The Green revolution now coming on, pushed further by the new Green New Deal activism, will break out fully in the 2020s, as society revs up and progress resumes in all fields. Even if there's a civil war or another war abroad, war tends to be good for business. I think the resumption of progress in the 2020s (and the abject defeat of Trump's and Galen's regressive and cynical ideologies and philosophies) will cheer people up and stir the blood and that will bring boom times. There will be a rough transition before the boom starts, starting now, but as I said it won't be as severe as 2008-- which I predicted decades ago would be the worst crash and biggest obstacle to be faced in the 21st century, except for the ongoing challenge of human-caused climate change of course.

Having read an article in Business Week in 2005 detailing the scandal in rating the collateralized debt obligations allegedly backing the real-estate bubble (package enough fecal loans and sell them as fertilizer), I predicted the possibility of an economic meltdown as severe as that beginning in 1929. Pervasive corruption has a tendency to implode, taking innocent people down with it. The meltdown began in 2007 in the securities markets and lasted for a year and a half. Real estate started going into the septic tank a bit earlier, but the President and Congress backed the banks -- this time. For a year and a half the meltdown was as severe as the meltdown beginning in September 1929.

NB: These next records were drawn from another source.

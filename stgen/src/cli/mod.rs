//! Command-line interface for stgen
//!
//! This module contains CLI argument parsing and its mapping onto
//! [`TraceConfig`](crate::config::TraceConfig)

pub mod args;

pub use args::{Args, Command, RecordArgs};
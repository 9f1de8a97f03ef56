//! Trace file encoding
//!
//! A binary trace is one gzip stream holding a sequence of length-delimited
//! `EventStream` messages, one per flushed batch. Readers accept concatenated
//! gzip members, so a trace that was appended to in several sessions still
//! decodes as a whole.

use std::fs::File;
use std::io::{BufReader, Read};
use std::path::Path;

use flate2::read::MultiGzDecoder;
use prost::Message;
use stgen_common::schema;

use crate::domain::DecodeError;

use super::TraceRecord;

/// Encode one batch as a length-delimited `EventStream`
#[must_use]
pub fn encode_events(events: Vec<schema::Event>) -> Vec<u8> {
    schema::EventStream { events }.encode_length_delimited_to_vec()
}

/// Encode `records` as a single uncompressed batch
#[must_use]
pub fn encode_records(records: &[TraceRecord]) -> Vec<u8> {
    encode_events(records.iter().map(schema::Event::from).collect())
}

/// Decode uncompressed batches, keeping batch boundaries
///
/// # Errors
/// Returns an error on a truncated message or an invalid record
pub fn decode_batches(mut bytes: &[u8]) -> Result<Vec<Vec<TraceRecord>>, DecodeError> {
    let mut batches = Vec::new();
    while !bytes.is_empty() {
        let stream = schema::EventStream::decode_length_delimited(&mut bytes)?;
        let batch = stream
            .events
            .into_iter()
            .map(TraceRecord::try_from)
            .collect::<Result<Vec<_>, _>>()?;
        batches.push(batch);
    }
    Ok(batches)
}

/// Decode uncompressed batches into one ordered record list
///
/// # Errors
/// Returns an error on a truncated message or an invalid record
pub fn decode_stream(bytes: &[u8]) -> Result<Vec<TraceRecord>, DecodeError> {
    Ok(decode_batches(bytes)?.into_iter().flatten().collect())
}

/// Decompress and decode a whole binary trace
///
/// # Errors
/// Returns an error if the input is not gzip or does not decode
pub fn read_trace<R: Read>(reader: R) -> Result<Vec<TraceRecord>, DecodeError> {
    let mut bytes = Vec::new();
    MultiGzDecoder::new(reader).read_to_end(&mut bytes)?;
    decode_stream(&bytes)
}

/// Read the binary trace at `path`
///
/// # Errors
/// Returns an error if the file cannot be read or does not decode
pub fn read_trace_file(path: &Path) -> Result<Vec<TraceRecord>, DecodeError> {
    let file = File::open(path)?;
    read_trace(BufReader::new(file))
}
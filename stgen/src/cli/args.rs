//! CLI argument definitions

use clap::{Args as ClapArgs, Parser, Subcommand};
use std::path::PathBuf;

use crate::config::{AggregationMode, LoggerKind, TraceConfig};

#[derive(Parser)]
#[command(
    name = "stgen",
    version,
    about = "Generate per-thread event traces with inter-thread communication edges",
    after_help = "\
EXAMPLES:
    stgen record events.txt -o traces/            Binary traces, compressed aggregation
    stgen record events.txt --mode uncompressed   One Communication event per producer read
    stgen dump traces/sigil.events.out-1.bin.gz   Render a binary trace as text"
)]
pub struct Args {
    #[command(subcommand)]
    pub command: Command,
}

#[derive(Subcommand)]
pub enum Command {
    /// Replay a raw event script and write per-thread traces
    Record(RecordArgs),

    /// Print a binary trace in the text format
    Dump {
        /// Binary trace file (sigil.events.out-<tid>.bin.gz)
        #[arg(value_name = "FILE")]
        file: PathBuf,
    },
}

#[derive(ClapArgs)]
pub struct RecordArgs {
    /// Raw event script to replay
    #[arg(value_name = "EVENTS")]
    pub input: PathBuf,

    /// Directory for traces and reports
    #[arg(short, long, default_value = ".")]
    pub output_dir: PathBuf,

    /// Aggregation variant
    #[arg(long, value_enum, default_value_t = AggregationMode::Compressed)]
    pub mode: AggregationMode,

    /// Primitive events per Compute event (compressed mode)
    #[arg(long, default_value = "100")]
    pub prims_per_event: u64,

    /// Trace output format
    #[arg(long, value_enum, default_value_t = LoggerKind::Binary)]
    pub logger: LoggerKind,

    /// Records per serialized batch
    #[arg(long, default_value = "100000")]
    pub batch_size: usize,

    /// Instructions between Marker events (0 = no markers)
    #[arg(long, default_value = "100000")]
    pub instrs_per_marker: u64,

    /// Suppress non-essential output
    #[arg(short, long)]
    pub quiet: bool,
}

impl RecordArgs {
    #[must_use]
    pub fn trace_config(&self) -> TraceConfig {
        TraceConfig {
            mode: self.mode,
            prims_per_event: self.prims_per_event,
            output_dir: self.output_dir.clone(),
            logger: self.logger,
            batch_size: self.batch_size,
            instrs_per_marker: self.instrs_per_marker,
        }
    }
}

#[cfg(test)]
mod tests {
    use super::*;

    #[test]
    fn test_record_defaults_match_config_defaults() {
        let args = Args::parse_from(["stgen", "record", "events.txt"]);
        let Command::Record(record) = args.command else {
            panic!("expected record subcommand");
        };

        let config = record.trace_config();
        let defaults = TraceConfig::default();
        assert_eq!(config.mode, defaults.mode);
        assert_eq!(config.prims_per_event, defaults.prims_per_event);
        assert_eq!(config.logger, defaults.logger);
        assert_eq!(config.batch_size, defaults.batch_size);
        assert_eq!(config.instrs_per_marker, defaults.instrs_per_marker);
        assert_eq!(config.output_dir, defaults.output_dir);
    }

    #[test]
    fn test_record_flags_parsed() {
        let args = Args::parse_from([
            "stgen",
            "record",
            "events.txt",
            "--mode",
            "uncompressed",
            "--logger",
            "text",
            "-o",
            "out",
            "--batch-size",
            "8",
        ]);
        let Command::Record(record) = args.command else {
            panic!("expected record subcommand");
        };
        assert_eq!(record.mode, AggregationMode::Uncompressed);
        assert_eq!(record.logger, LoggerKind::Text);
        assert_eq!(record.batch_size, 8);
        assert_eq!(record.output_dir, PathBuf::from("out"));
    }

    #[test]
    fn test_command_definition_is_consistent() {
        use clap::CommandFactory;
        Args::command().debug_assert();
    }
}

The American economy is as inequitable as it was going into the late 1920s -- and far more corrupt. War? We Americans were lucky in the last Crisis Era. The Nazis never got jet fighters and never put its V-weapons onto its submarines. The Japanese actually had a nuclear program in an early stage, and it would have taken one ship with a manned missile... and it's bye-bye, Los Angeles. I look at the damage that "we" brought upon Iraq -- that can happen here in the event of a war.

I see Donald Trump as even worse than Hoover in the event of an economic meltdown.
The ideal subject of totalitarian rule is not the convinced Nazi or the dedicated Communist  but instead the people for whom the distinction between fact and fiction, true and false, no longer exists -- Hannah Arendt.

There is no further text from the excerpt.